Here are some of the highlights from the podcast:
- McColl decided when he was about 80 that he’s going to live to 100. “It’s an important attitude,” he says. He has good doctors and practices preventative maintenance.
- His team played the critical role in changing state and federal banking laws to enable interstate expansion. They were aided by Bill Clinton, who McColl met one night at a Georgia motel before the Arkansas governor became president. They talked in Clinton’s room from 9 p.m. to 2 a.m., while Hillary Clinton tried to sleep in a nearby bed. The banker recalls Bill Clinton eating a bucket of fried chicken.
- McColl is “much more pleased at what I’ve been able to accomplish as a citizen” than as a banker.
- He says “the biggest weakness we have in America today is the media.” There’s too much opinionating and not enough reporting, he says. He once discussed buying the Charlotte Observer with the late Dick Spangler, a billionaire investor who was BofA’s biggest shareholder for decades.
- McColl grew up as a Baptist in Bennettsville, South Carolina because his great-great grandfather built a Baptist church on family land for an itinerant minister who wanted to marry his daughter. McColl later became a Presbyterian after marrying his wife, Jane.

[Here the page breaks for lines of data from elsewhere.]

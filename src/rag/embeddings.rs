//! Text embedding.
//!
//! [`FastEmbedder`] runs BGE-small-en-v1.5 locally through fastembed and is
//! what the server and the `ingest` command use. It ships with the default
//! `local-embeddings` feature.
//!
//! [`HashingEmbedder`] needs no model files. It hashes lowercase word tokens
//! into buckets, so it only captures shared vocabulary: two names with no
//! word in common are unrelated to it. Select it with
//! `embedding_provider = "hashing"` for offline runs; the test suites use it
//! for deterministic vectors.

use crate::types::{AppError, Result};
use crate::utils::toml_config::{EmbeddingProvider, RagConfig};
use std::sync::Arc;

/// Turns text into fixed-size vectors.
pub trait Embedder: Send + Sync {
    fn name(&self) -> &str;

    fn dimensions(&self) -> usize;

    fn embed(&self, texts: &[String]) -> Result<Vec<Vec<f32>>>;

    fn embed_one(&self, text: &str) -> Result<Vec<f32>> {
        self.embed(&[text.to_string()])?
            .into_iter()
            .next()
            .ok_or_else(|| AppError::Internal("Embedder returned no vector".to_string()))
    }
}

/// Build the embedder selected in the RAG configuration.
pub fn create_embedder(config: &RagConfig) -> Result<Arc<dyn Embedder>> {
    match config.embedding_provider {
        EmbeddingProvider::Hashing => Ok(Arc::new(HashingEmbedder::new(
            config.embedding_dimensions,
        ))),
        #[cfg(feature = "local-embeddings")]
        EmbeddingProvider::Fastembed => Ok(Arc::new(FastEmbedder::new()?)),
        #[cfg(not(feature = "local-embeddings"))]
        EmbeddingProvider::Fastembed => Err(AppError::Configuration(
            "embedding_provider = \"fastembed\" requires the 'local-embeddings' feature".into(),
        )),
    }
}

// ============= Hashing embedder =============

const FNV_OFFSET: u64 = 0xcbf2_9ce4_8422_2325;
const FNV_PRIME: u64 = 0x0000_0100_0000_01b3;

fn fnv1a(bytes: &[u8]) -> u64 {
    bytes.iter().fold(FNV_OFFSET, |hash, b| {
        (hash ^ u64::from(*b)).wrapping_mul(FNV_PRIME)
    })
}

#[derive(Debug, Clone)]
pub struct HashingEmbedder {
    dimensions: usize,
}

impl HashingEmbedder {
    pub fn new(dimensions: usize) -> Self {
        Self {
            dimensions: dimensions.max(1),
        }
    }

    fn embed_text(&self, text: &str) -> Vec<f32> {
        let mut vector = vec![0.0f32; self.dimensions];

        let tokens = text
            .split(|c: char| !c.is_alphanumeric())
            .filter(|t| !t.is_empty())
            .map(str::to_lowercase);

        for token in tokens {
            let hash = fnv1a(token.as_bytes());
            let bucket = (hash % self.dimensions as u64) as usize;
            // High bit picks the sign so collisions partly cancel out
            let sign = if hash >> 63 == 0 { 1.0 } else { -1.0 };
            vector[bucket] += sign;
        }

        let norm = vector.iter().map(|x| x * x).sum::<f32>().sqrt();
        if norm > 0.0 {
            vector.iter_mut().for_each(|x| *x /= norm);
        }
        vector
    }
}

impl Embedder for HashingEmbedder {
    fn name(&self) -> &str {
        "hashing"
    }

    fn dimensions(&self) -> usize {
        self.dimensions
    }

    fn embed(&self, texts: &[String]) -> Result<Vec<Vec<f32>>> {
        Ok(texts.iter().map(|t| self.embed_text(t)).collect())
    }
}

// ============= fastembed =============

#[cfg(feature = "local-embeddings")]
pub use local::FastEmbedder;

#[cfg(feature = "local-embeddings")]
mod local {
    use super::Embedder;
    use crate::types::{AppError, Result};
    use fastembed::{EmbeddingModel, InitOptions, TextEmbedding};
    use parking_lot::Mutex;

    /// BGE-small-en-v1.5 through fastembed; the model is downloaded on first use.
    pub struct FastEmbedder {
        model: Mutex<TextEmbedding>,
    }

    impl FastEmbedder {
        pub fn new() -> Result<Self> {
            let model = TextEmbedding::try_new(
                InitOptions::new(EmbeddingModel::BGESmallENV15).with_show_download_progress(true),
            )
            .map_err(|e| AppError::Configuration(format!("Failed to load embedding model: {}", e)))?;

            Ok(Self {
                model: Mutex::new(model),
            })
        }
    }

    impl Embedder for FastEmbedder {
        fn name(&self) -> &str {
            "fastembed/bge-small-en-v1.5"
        }

        fn dimensions(&self) -> usize {
            384
        }

        fn embed(&self, texts: &[String]) -> Result<Vec<Vec<f32>>> {
            let inputs: Vec<&str> = texts.iter().map(String::as_str).collect();
            self.model
                .lock()
                .embed(inputs, None)
                .map_err(|e| AppError::Internal(e.to_string()))
        }
    }
}

#[cfg(test)]
mod tests {
    use super::*;

    fn cosine(a: &[f32], b: &[f32]) -> f32 {
        a.iter().zip(b).map(|(x, y)| x * y).sum()
    }

    #[test]
    fn test_hashing_is_deterministic_and_normalised() {
        let embedder = HashingEmbedder::new(64);
        let a = embedder.embed_one("Model Context Protocol").unwrap();
        let b = embedder.embed_one("model context protocol").unwrap();

        assert_eq!(a.len(), 64);
        assert_eq!(a, b);
        assert!((cosine(&a, &a) - 1.0).abs() < 1e-5);
    }

    #[test]
    fn test_shared_vocabulary_is_closer() {
        let embedder = HashingEmbedder::new(384);
        let query = embedder.embed_one("retrieval augmented generation").unwrap();
        let related = embedder
            .embed_one("This lesson covers retrieval augmented generation pipelines")
            .unwrap();
        let unrelated = embedder.embed_one("Baking sourdough bread at home").unwrap();

        assert!(cosine(&query, &related) > cosine(&query, &unrelated));
    }

    #[test]
    fn test_empty_text_is_zero_vector() {
        let embedder = HashingEmbedder::new(8);
        let v = embedder.embed_one("  ...  ").unwrap();
        assert!(v.iter().all(|x| *x == 0.0));
    }

    #[test]
    fn test_default_provider_is_fastembed() {
        assert_eq!(
            RagConfig::default().embedding_provider,
            EmbeddingProvider::Fastembed
        );
    }

    #[test]
    fn test_create_embedder_hashing_opt_in() {
        let config = RagConfig {
            embedding_provider: EmbeddingProvider::Hashing,
            embedding_dimensions: 128,
            ..RagConfig::default()
        };
        let embedder = create_embedder(&config).unwrap();

        assert_eq!(embedder.name(), "hashing");
        assert_eq!(embedder.dimensions(), 128);
    }

    #[cfg(not(feature = "local-embeddings"))]
    #[test]
    fn test_fastembed_without_feature_is_config_error() {
        let result = create_embedder(&RagConfig::default());
        assert!(matches!(result, Err(AppError::Configuration(_))));
    }
}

- He remains a Democrat partly because the party has always controlled Charlotte politically and it helps him maintain influence. The city’s Democratic coalition of Black politicians and White business leaders has largely split, but McColl says he’s become increasingly liberal as he’s gotten older.
- McColl says he has always wanted to be in charge, ever since his childhood, and he works better that way. An exception is his membership at the elite Augusta National club, where the chairman has total control. “We don’t have opinions at Augusta,” which runs The Masters golf tournament.
- He also isn’t always in charge at home, he adds. The key to his 64 years of marriage (as of Oct. 3) is “surrender. The key is doing what you are told.” He praised Jane McColl for her critical role as a mother, spouse, confidant and supporter.
- Many years ago, he served on the UNC Chapel Hill Board of Trustees for one meeting, then quit after concluding it wasn’t worth his time. “If you don’t care what I think about something, you can’t expect me to come back.” Still, he has been a major supporter of his alma mater, which named its business school building after McColl.
- He recently accepted an appointment to the UNC Charlotte Board of Trustees because he wants to assist Chancellor Sharon Gaber, who McColl says “wants to bring the university in contact with the city for the first time ever, really … It’s the biggest jewel we don’t really say anything about.” (That comment might surprise former Chancellors Phil Dubois and Jim Woodward, who led the university between 1989 and 2020, and a host of former UNC Charlotte trustees including veteran BofA executives Joe Price and Cathy Bessant and local business leaders Susan DeVore, Mac Everett, Gene Johnson, Fred Klein, Robert Niblock and others.)